*** Extracted entries ***

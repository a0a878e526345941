use crate::error::NegotiationError;
use crate::peer::types::{IceCandidate, IceServer, MediaKind, SessionDescription};
use crate::session::Role;
use async_trait::async_trait;
use std::fmt;
use std::sync::Arc;
use tokio::sync::mpsc;
use webrtc::track::track_local::track_local_static_sample::TrackLocalStaticSample;
use webrtc::track::track_local::TrackLocal;
use webrtc::track::track_remote::TrackRemote;

/// Локальный трек, захваченный MediaSource
#[derive(Clone)]
pub struct LocalTrack {
    pub kind: MediaKind,
    pub track: Arc<TrackLocalStaticSample>,
}

impl LocalTrack {
    pub fn id(&self) -> &str {
        self.track.id()
    }
}

impl fmt::Debug for LocalTrack {
    fn fmt(&self, f: &mut fmt::Formatter<'_>) -> fmt::Result {
        f.debug_struct("LocalTrack")
            .field("kind", &self.kind)
            .field("id", &self.track.id())
            .field("stream_id", &self.track.stream_id())
            .finish()
    }
}

/// Удалённый трек, пришедший от собеседника
#[derive(Clone)]
pub struct RemoteTrack {
    pub id: String,
    pub stream_id: String,
    pub kind: MediaKind,
    /// None у адаптеров без реального транспорта (тесты)
    pub track: Option<Arc<TrackRemote>>,
}

impl From<Arc<TrackRemote>> for RemoteTrack {
    fn from(track: Arc<TrackRemote>) -> Self {
        Self {
            id: track.id(),
            stream_id: track.stream_id(),
            kind: MediaKind::from(track.kind()),
            track: Some(track),
        }
    }
}

impl fmt::Debug for RemoteTrack {
    fn fmt(&self, f: &mut fmt::Formatter<'_>) -> fmt::Result {
        f.debug_struct("RemoteTrack")
            .field("id", &self.id)
            .field("stream_id", &self.stream_id)
            .field("kind", &self.kind)
            .finish()
    }
}

/// Асинхронные события peer connection
#[derive(Debug, Clone)]
pub enum AdapterEvent {
    CandidateDiscovered(IceCandidate),
    /// Сбор кандидатов завершён (null candidate)
    DiscoveryComplete,
    RemoteTrack(RemoteTrack),
    SignalingStateChanged(String),
    ConnectionStateChanged(String),
}

pub type AdapterEvents = mpsc::UnboundedReceiver<AdapterEvent>;

/// Примитив согласования, которым управляет машина состояний.
///
/// После `close()` все операции, кроме самого `close()`, возвращают `AdapterClosed`.
#[async_trait]
pub trait PeerConnectionAdapter: Send + Sync {
    /// Поток событий; забирается один раз за время жизни адаптера.
    fn subscribe(&self) -> Result<AdapterEvents, NegotiationError>;

    async fn configure(&self, ice_servers: &[IceServer]) -> Result<(), NegotiationError>;

    async fn attach_local_track(&self, track: LocalTrack) -> Result<(), NegotiationError>;

    /// Offer для Host; Answer для Joiner, только после commit_remote_description.
    async fn create_local_description(
        &self,
        role: Role,
    ) -> Result<SessionDescription, NegotiationError>;

    async fn commit_local_description(
        &self,
        desc: &SessionDescription,
    ) -> Result<(), NegotiationError>;

    /// Повторный вызов с другим содержимым -> `AlreadyCommitted`.
    async fn commit_remote_description(
        &self,
        desc: &SessionDescription,
    ) -> Result<(), NegotiationError>;

    async fn apply_candidate(&self, candidate: &IceCandidate) -> Result<(), NegotiationError>;

    async fn close(&self) -> Result<(), NegotiationError>;
}
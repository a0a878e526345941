use crate::session::SessionId;
use log::debug;
use parking_lot::Mutex;
use std::collections::HashMap;
use std::future::Future;
use std::sync::atomic::{AtomicU64, Ordering};
use std::sync::Arc;
use std::time::Duration;
use tokio::task::JoinHandle;
use tokio::time::sleep;

struct Pending {
    generation: u64,
    handle: JoinHandle<()>,
}

#[derive(Default)]
struct Inner {
    tasks: Mutex<HashMap<SessionId, Pending>>,
    next_generation: AtomicU64,
}

/// Отложенные повторы: не больше одной задачи на сессию.
///
/// Клонируется дёшево, клоны разделяют одну таблицу задач.
#[derive(Clone, Default)]
pub struct RetryScheduler {
    inner: Arc<Inner>,
}

impl RetryScheduler {
    pub fn new() -> Self {
        Self::default()
    }

    /// Запланировать `action` через `after`. Предыдущая задача сессии отменяется.
    /// Возвращает true, если была заменена ещё не сработавшая задача.
    pub fn schedule_retry<F>(&self, session: &SessionId, after: Duration, action: F) -> bool
    where
        F: Future<Output = ()> + Send + 'static,
    {
        let generation = self.inner.next_generation.fetch_add(1, Ordering::SeqCst);
        let inner = Arc::clone(&self.inner);
        let key = session.clone();

        // задача не может удалить свою запись раньше, чем та вставлена: lock удерживается
        let mut tasks = self.inner.tasks.lock();
        let handle = tokio::spawn(async move {
            sleep(after).await;
            {
                let mut tasks = inner.tasks.lock();
                match tasks.get(&key) {
                    Some(pending) if pending.generation == generation => {
                        tasks.remove(&key);
                    }
                    _ => return,
                }
            }
            debug!("[{key}] retry fired");
            action.await;
        });

        let replaced = tasks.insert(session.clone(), Pending { generation, handle });
        match replaced {
            Some(previous) => {
                previous.handle.abort();
                debug!("[{session}] pending retry replaced");
                true
            }
            None => false,
        }
    }

    /// Снять задачу сессии. true, если задача ещё ждала.
    pub fn cancel(&self, session: &SessionId) -> bool {
        match self.inner.tasks.lock().remove(session) {
            Some(pending) => {
                pending.handle.abort();
                debug!("[{session}] pending retry cancelled");
                true
            }
            None => false,
        }
    }

    pub fn is_pending(&self, session: &SessionId) -> bool {
        self.inner.tasks.lock().contains_key(session)
    }

    /// Число ожидающих задач по всем сессиям
    pub fn outstanding(&self) -> usize {
        self.inner.tasks.lock().len()
    }
}

impl std::fmt::Debug for RetryScheduler {
    fn fmt(&self, f: &mut std::fmt::Formatter<'_>) -> std::fmt::Result {
        f.debug_struct("RetryScheduler")
            .field("outstanding", &self.outstanding())
            .finish()
    }
}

***

*Brief:* Which of the lines above mention the word "tokio"? Pull those lines out.

*Expected output:*
use tokio::sync::mpsc;
use tokio::task::JoinHandle;
use tokio::time::sleep;
        let handle = tokio::spawn(async move {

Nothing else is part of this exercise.